By Benjamin Wehrmann
In a joint statement shared on public broadcaster ARD by the Social Democrats (SPD), the Green Party and the Free Democrats (FDP), party representatives stopped short of announcing an exact target date and did not share information on the remaining disputes.
However, they stressed that the talks were going in the right direction.
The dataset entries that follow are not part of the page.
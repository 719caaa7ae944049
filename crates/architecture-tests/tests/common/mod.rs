//! Shared helpers for architecture tests.

use std::fs;
use std::path::{Path, PathBuf};

/// Directory holding the `[workspace]` manifest, searched upward from the
/// current directory.
pub fn find_workspace_root() -> PathBuf {
    let start = std::env::current_dir().unwrap();
    let found = start
        .ancestors()
        .find(|dir| {
            fs::read_to_string(dir.join("Cargo.toml"))
                .is_ok_and(|manifest| manifest.contains("[workspace]"))
        })
        .map(Path::to_path_buf);
    found.unwrap_or(start)
}

/// All .rs files under `dir`, skipping build output and this crate.
pub fn rust_files(dir: &Path) -> Vec<PathBuf> {
    walkdir::WalkDir::new(dir)
        .into_iter()
        .filter_entry(|entry| {
            let name = entry.file_name();
            name != "target" && name != "architecture-tests"
        })
        .filter_map(Result::ok)
        .filter(|entry| entry.path().extension().is_some_and(|ext| ext == "rs"))
        .map(walkdir::DirEntry::into_path)
        .collect()
}
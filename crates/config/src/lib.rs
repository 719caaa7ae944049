//! Configuration and key combination handling for webhotkeys.
//!
//! This crate provides the key combination parser/renderer and the options
//! recognized by a hotkeys instance, with a loader that merges explicit
//! values and environment variables.

pub mod constants;
pub mod keybind;
mod loader;
pub mod types;

pub use keybind::{
    KeyDescriptor, KeyKind, KeybindError, Modifiers, ParseWarning, parse_combination,
    parse_strict, parse_with_warnings,
};
pub use loader::{ConfigError, OptionsLoader, env_var_or_none};
pub use types::{HintMode, Options};
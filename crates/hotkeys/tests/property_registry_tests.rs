//! Property-based tests for registry ordering.
//!
//! Test coverage:
//! - Enabling pushes a binding to the front of its bucket; re-enabling does not move it.
//! - Any sequence of enable/disable keeps bucket membership equal to the
//!   enabled set, and dispatch picks the most recently enabled binding.

use std::collections::HashSet;

use proptest::prelude::*;

use webhotkeys::{Action, BindingId, Hotkeys, KeyState, MemoryDocument, Modifiers, Options};

#[derive(Debug, Clone)]
enum Op {
    Enable(usize),
    Disable(usize),
    Toggle(usize),
}

fn op_strategy(bindings: usize) -> impl Strategy<Value = Op> {
    prop_oneof![
        (0..bindings).prop_map(Op::Enable),
        (0..bindings).prop_map(Op::Disable),
        (0..bindings).prop_map(Op::Toggle),
    ]
}

proptest! {
    #[test]
    fn test_bucket_tracks_enabled_set(ops in prop::collection::vec(op_strategy(4), 0..40)) {
        let mut hotkeys = Hotkeys::new(MemoryDocument::new(), Options::default());
        let ids: Vec<BindingId> = (0..4)
            .map(|_| {
                hotkeys
                    .register_binding("Ctrl+k", None, Action::callback(|_doc: &mut MemoryDocument| {}), None)
                    .unwrap()
            })
            .collect();

        // Model: front of the vector is the most recently enabled binding.
        let mut model: Vec<BindingId> = ids.iter().rev().copied().collect();
        for op in ops {
            let (id, enable) = match op {
                Op::Enable(i) => (ids[i], true),
                Op::Disable(i) => (ids[i], false),
                Op::Toggle(i) => (ids[i], !model.contains(&ids[i])),
            };
            match op {
                Op::Toggle(_) => { hotkeys.toggle(id, None); }
                _ if enable => { hotkeys.enable(id); }
                _ => { hotkeys.disable(id); }
            }
            if !enable {
                model.retain(|candidate| *candidate != id);
            } else if !model.contains(&id) {
                model.insert(0, id);
            }
        }

        let bucket = hotkeys.registry().lookup(&KeyState::key("k", Modifiers::CTRL));
        prop_assert_eq!(bucket, model.as_slice());

        let enabled: HashSet<BindingId> = hotkeys
            .bindings()
            .filter(|binding| binding.is_enabled())
            .map(|binding| binding.id())
            .collect();
        prop_assert_eq!(enabled, model.iter().copied().collect::<HashSet<_>>());

        let outcome = hotkeys.simulate("Ctrl+k").unwrap();
        prop_assert_eq!(outcome.binding(), model.first().copied());
    }
}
Michael Kellner, executive secretary of the Green Party, said the negotiations would be held in a “very good, very constructive and very thorough atmosphere.”
Before Kellner’s statement on Tuesday (16 November), the Greens had warned that disputes, particularly in climate policy, continued to be significant and could potentially derail the agreed schedule.
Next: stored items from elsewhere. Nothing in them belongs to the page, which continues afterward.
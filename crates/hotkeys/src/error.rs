//! Error types for the hotkeys engine.
//!
//! Responsibilities:
//! - Define registration failures returned by `Hotkeys::register_binding`.
//! - Define selector and raw key event decoding errors.
//!
//! Does NOT handle:
//! - Unknown modifier warnings (see `webhotkeys_config::keybind::ParseWarning`).
//! - Scope resolution failures at trigger time; those only skip a candidate.

use thiserror::Error;
use webhotkeys_config::KeybindError;

/// Errors that prevent a binding from being registered.
///
/// A failed registration leaves no trace in the registry.
#[derive(Error, Debug, Clone, PartialEq, Eq)]
pub enum RegistrationError {
    /// The key combination is empty or has no key token.
    #[error("Invalid key combination '{spec}': {source}")]
    InvalidCombination {
        spec: String,
        #[source]
        source: KeybindError,
    },

    /// A selector given as the action matched no element.
    #[error("Unknown action: selector '{selector}' matches no element")]
    ActionNotFound { selector: String },

    /// A selector given as the action could not be parsed.
    #[error("Invalid action selector: {0}")]
    InvalidSelector(#[from] SelectorError),
}

/// Errors produced while parsing a selector.
#[derive(Error, Debug, Clone, PartialEq, Eq)]
pub enum SelectorError {
    #[error("Empty selector")]
    Empty,

    #[error("Unexpected '{found}' at position {position} in selector '{selector}'")]
    UnexpectedChar {
        found: char,
        position: usize,
        selector: String,
    },

    #[error("Unsupported pseudo-class ':{name}' in selector '{selector}'")]
    UnsupportedPseudoClass { name: String, selector: String },

    #[error("Unexpected end of selector '{selector}'")]
    UnexpectedEnd { selector: String },

    #[error("Unterminated attribute selector in '{selector}'")]
    Unterminated { selector: String },
}

/// Errors produced while decoding a raw key event.
#[derive(Error, Debug)]
pub enum RawEventError {
    /// The JSON text is malformed or has wrongly typed fields.
    #[error("Malformed key event JSON: {0}")]
    Json(#[from] serde_json::Error),

    /// Neither `key` nor `code` was present.
    #[error("Key event has neither 'key' nor 'code'")]
    MissingKey,
}
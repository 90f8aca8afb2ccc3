//! Customer details over HTTP.

use livechat_proto::{CustomerDetails, CustomerId};
use thiserror::Error;

/// Errors fetching customer details.
#[derive(Debug, Error)]
pub enum DirectoryError {
    /// Request could not be sent or the body could not be read.
    #[error("request failed: {0}")]
    Request(String),

    /// Backend answered with a non-success status.
    #[error("unexpected status {0}")]
    Status(u16),

    /// Body is not a customer details document.
    #[error("invalid customer details: {0}")]
    Decode(String),
}

/// Client for the backend's user-details endpoint.
#[derive(Debug, Clone)]
pub struct HttpDirectory {
    client: reqwest::Client,
    base_url: String,
}

impl HttpDirectory {
    /// Directory rooted at `base_url` (e.g. `http://localhost:5000`).
    pub fn new(base_url: impl Into<String>) -> Self {
        let base_url = base_url.into().trim_end_matches('/').to_string();
        Self { client: reqwest::Client::new(), base_url }
    }

    /// Full URL of a customer's details.
    pub fn url(&self, customer_id: CustomerId) -> String {
        format!("{}{}", self.base_url, CustomerDetails::path(customer_id))
    }

    /// Fetch a customer's details.
    pub async fn fetch(&self, customer_id: CustomerId) -> Result<CustomerDetails, DirectoryError> {
        let response = self
            .client
            .get(self.url(customer_id))
            .send()
            .await
            .map_err(|e| DirectoryError::Request(e.to_string()))?;

        let status = response.status();
        if !status.is_success() {
            return Err(DirectoryError::Status(status.as_u16()));
        }

        let body = response.text().await.map_err(|e| DirectoryError::Request(e.to_string()))?;
        serde_json::from_str(&body).map_err(|e| DirectoryError::Decode(e.to_string()))
    }
}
The FDP’s secretary general, Volker Wissing, said the parties would aim to fill the coalition treaty with “concrete agreements” rather than non-binding intentions. “That’s why we need time,“ Wissing said, adding he has “a good feeling” that a treaty could be agreed next week.
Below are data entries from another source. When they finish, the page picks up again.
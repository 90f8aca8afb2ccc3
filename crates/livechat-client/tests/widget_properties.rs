//! Property-based tests for the chat widget.
//!
//! Arbitrary interleavings of user intents and channel events must never
//! break the widget's invariants.

use livechat_client::{
    ChatWidget, ConnectionState, Environment, SenderRole, WidgetAction, WidgetEvent,
};
use livechat_proto::events::{HistoryEntry, ReceiveMessage};
use proptest::prelude::*;

#[derive(Clone)]
struct FixedClock;

impl Environment for FixedClock {
    fn time_label(&self) -> String {
        "12:00 PM".into()
    }
}

fn role_strategy() -> impl Strategy<Value = SenderRole> {
    prop_oneof![Just(SenderRole::Visitor), Just(SenderRole::Agent), Just(SenderRole::System)]
}

fn push_strategy() -> impl Strategy<Value = ReceiveMessage> {
    ("[a-z ]{1,20}", role_strategy()).prop_map(|(message, sender_type)| ReceiveMessage {
        message,
        sender_type,
        timestamp: None,
        session_id: None,
        customer_id: None,
        customer_name: None,
    })
}

fn history_strategy() -> impl Strategy<Value = Vec<HistoryEntry>> {
    prop::collection::vec(
        ("[a-z ]{1,20}", role_strategy()).prop_map(|(message_text, sender_type)| HistoryEntry {
            message_text,
            sender_type,
            timestamp: None,
        }),
        0..5,
    )
}

/// Generate random widget events.
fn event_strategy() -> impl Strategy<Value = WidgetEvent> {
    prop_oneof![
        2 => Just(WidgetEvent::Open),
        1 => Just(WidgetEvent::Close),
        1 => Just(WidgetEvent::Toggle),
        3 => "[ a-z]{0,12}".prop_map(|text| WidgetEvent::Send { text }),
        1 => (490usize..520).prop_map(|n| WidgetEvent::Send { text: "x".repeat(n) }),
        2 => history_strategy().prop_map(WidgetEvent::HistoryReceived),
        3 => push_strategy().prop_map(WidgetEvent::MessageReceived),
        1 => Just(WidgetEvent::ConnectionChanged(ConnectionState::Connected)),
        1 => Just(WidgetEvent::ConnectionChanged(ConnectionState::Disconnected)),
    ]
}

proptest! {
    #[test]
    fn prop_widget_invariants_hold(events in prop::collection::vec(event_strategy(), 0..60)) {
        let mut widget = ChatWidget::visitor(FixedClock);

        for event in events {
            let before = widget.messages().to_vec();
            let was_history = matches!(event, WidgetEvent::HistoryReceived(_));
            let was_loaded = widget.history_loaded();
            let self_echo = matches!(
                &event,
                WidgetEvent::MessageReceived(m) if m.sender_type != SenderRole::Agent
            );

            match widget.handle(event) {
                Ok(actions) => {
                    // Appends only extend the list; only a first history push may replace it.
                    if !(was_history && !was_loaded) {
                        prop_assert!(widget.messages().starts_with(&before));
                    }
                    if widget.connection() == ConnectionState::Disconnected {
                        let emitted_send = actions.iter().any(|a| {
                            matches!(a, WidgetAction::Emit(livechat_proto::OutboundEvent::SendMessage(_)))
                        });
                        prop_assert!(!emitted_send);
                    }
                },
                Err(_) => prop_assert_eq!(widget.messages(), before.as_slice()),
            }

            // Self echoes never make it into the list.
            if self_echo {
                prop_assert_eq!(widget.messages(), before.as_slice());
            }

            if widget.unread() > 0 {
                prop_assert!(!widget.is_open());
            }
        }
    }

    #[test]
    fn prop_disconnected_sends_never_emit(texts in prop::collection::vec("[ -~]{0,40}", 1..20)) {
        let mut widget = ChatWidget::visitor(FixedClock);
        let _ = widget.open();

        for text in texts {
            prop_assert!(widget.send(&text).is_err());
        }
        prop_assert!(widget.messages().is_empty());
    }

    #[test]
    fn prop_history_is_applied_verbatim(history in history_strategy()) {
        prop_assume!(!history.is_empty());
        let mut widget = ChatWidget::agent(FixedClock);
        let _ = widget.on_connection_change(ConnectionState::Connected);
        let _ = widget.bind(livechat_client::SessionBinding::Active(1), Some(1));
        let _ = widget.open();

        let _ = widget.on_history_received(history.clone());

        let got: Vec<_> = widget.messages().iter().map(|m| (m.text.clone(), m.role)).collect();
        let want: Vec<_> = history.into_iter().map(|e| (e.message_text, e.sender_type)).collect();
        prop_assert_eq!(got, want);
    }
}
SPD secretary general Lars Klingbeil said the talks among party leaders would now continue “open-ended” on Tuesday and also on Wednesday and Friday to ensure that the ground is prepared for an agreement before the end of the month. “We will make this happen,” Klingbeil added.
SPD chancellor candidate Olaf Scholz said on Monday at an event by Süddeutsche Zeitung that the talks would be “very, very target-oriented” and that the negotiators had managed to resolve several contentious issues among them.
Germany’s coalition negotiations entered a new round this week, as the remaining differences from previous discussions in 22 working groups are to be ironed out in negotiations involving party heads.
The prospective “traffic light coalition” partners, dubbed after the parties’ respective colours, want to conclude discussions by the end of this month, so acting finance minister Scholz can take over from Angela Merkel (CDU) as the new chancellor and a new government can be sworn in during the week starting on 6 December.
Having a functioning government in place as soon as possible in the biggest EU country is also of great importance to Germany’s fellow EU states, as negotiations over the bloc’s Fit for 55 package, the European Commission’s classification of the sustainability of nuclear and gas in the bloc’s finance rules, and the French Council presidency are coming up.